About this task:
Beneath this instruction is a listing. Transcribe from it only the stretch from the line with "of the cleartext." through the line with "pub fn decode<'b, T: Decode<'b, ()>>(bytes: &'b", both end lines included, exactly as written.

[Data shown — start]

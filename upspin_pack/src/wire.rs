//! CBOR schemas for packer-private metadata.

use minicbor::{Decode, Encode};

use upspin_core::{Error, Result, Signature};

/// An ECDSA signature on the wire.
#[derive(Encode, Decode, Clone, Debug, PartialEq, Eq)]
#[cbor(array)]
pub struct WireSig {
    #[n(0)]
    #[cbor(with = "minicbor::bytes")]
    pub r: Vec<u8>,
    #[n(1)]
    #[cbor(with = "minicbor::bytes")]
    pub s: Vec<u8>,
}

impl From<&Signature> for WireSig {
    fn from(sig: &Signature) -> Self {
        WireSig {
            r: sig.r.clone(),
            s: sig.s.clone(),
        }
    }
}

impl From<&WireSig> for Signature {
    fn from(sig: &WireSig) -> Self {
        Signature {
            r: sig.r.clone(),
            s: sig.s.clone(),
        }
    }
}

/// One reader's wrapped data key.
#[derive(Encode, Decode, Clone, Debug)]
#[cbor(array)]
pub struct WrappedKey {
    /// SHA-256 of the reader's public key text: the slot index.
    #[n(0)]
    #[cbor(with = "minicbor::bytes")]
    pub key_hash: [u8; 32],
    /// Ephemeral ECDH point, SEC1 uncompressed.
    #[n(1)]
    #[cbor(with = "minicbor::bytes")]
    pub ephemeral: Vec<u8>,
    #[n(2)]
    #[cbor(with = "minicbor::bytes")]
    pub nonce: [u8; 24],
    /// The data key sealed under the derived wrapping key.
    #[n(3)]
    #[cbor(with = "minicbor::bytes")]
    pub sealed: Vec<u8>,
}

/// Entry packdata for the `ee` packing.
#[derive(Encode, Decode, Clone, Debug)]
#[cbor(array)]
pub struct EeEntryData {
    #[n(0)]
    pub sig: WireSig,
    /// Countersignature slot, filled during key rotation.
    #[n(1)]
    pub sig2: Option<WireSig>,
    #[n(2)]
    pub wraps: Vec<WrappedKey>,
    #[n(3)]
    #[cbor(with = "minicbor::bytes")]
    pub cipher_sum: [u8; 32],
}

/// Entry packdata for the `eeintegrity` packing.
#[derive(Encode, Decode, Clone, Debug)]
#[cbor(array)]
pub struct IntegrityEntryData {
    #[n(0)]
    pub sig: WireSig,
    #[n(1)]
    pub sig2: Option<WireSig>,
    #[n(2)]
    #[cbor(with = "minicbor::bytes")]
    pub cipher_sum: [u8; 32],
}

/// Block packdata for the `ee` packing.
#[derive(Encode, Decode, Clone, Debug)]
#[cbor(array)]
pub struct EeBlockData {
    #[n(0)]
    #[cbor(with = "minicbor::bytes")]
    pub nonce: [u8; 24],
    /// BLAKE3 of the ciphertext as stored.
    #[n(1)]
    #[cbor(with = "minicbor::bytes")]
    pub sum: [u8; 32],
}

/// Block packdata for the `eeintegrity` packing: BLAKE3 of the cleartext.
#[derive(Encode, Decode, Clone, Debug)]
#[cbor(array)]
pub struct IntegrityBlockData {
    #[n(0)]
    #[cbor(with = "minicbor::bytes")]
    pub sum: [u8; 32],
}

pub fn to_vec<T: Encode<()>>(value: &T) -> Result<Vec<u8>> {
    minicbor::to_vec(value).map_err(|e| Error::invalid(format!("packdata encode: {e}")))
}

pub fn decode<'b, T: Decode<'b, ()>>(bytes: &'b [u8]) -> Result<T> {
    minicbor::decode(bytes).map_err(|e| Error::invalid(format!("packdata decode: {e}")))
}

[Data shown — finish]

Output below:
/// Block packdata for the `eeintegrity` packing: BLAKE3 of the cleartext.
#[derive(Encode, Decode, Clone, Debug)]
#[cbor(array)]
pub struct IntegrityBlockData {
    #[n(0)]
    #[cbor(with = "minicbor::bytes")]
    pub sum: [u8; 32],
}

pub fn to_vec<T: Encode<()>>(value: &T) -> Result<Vec<u8>> {
    minicbor::to_vec(value).map_err(|e| Error::invalid(format!("packdata encode: {e}")))
}

pub fn decode<'b, T: Decode<'b, ()>>(bytes: &'b [u8]) -> Result<T> {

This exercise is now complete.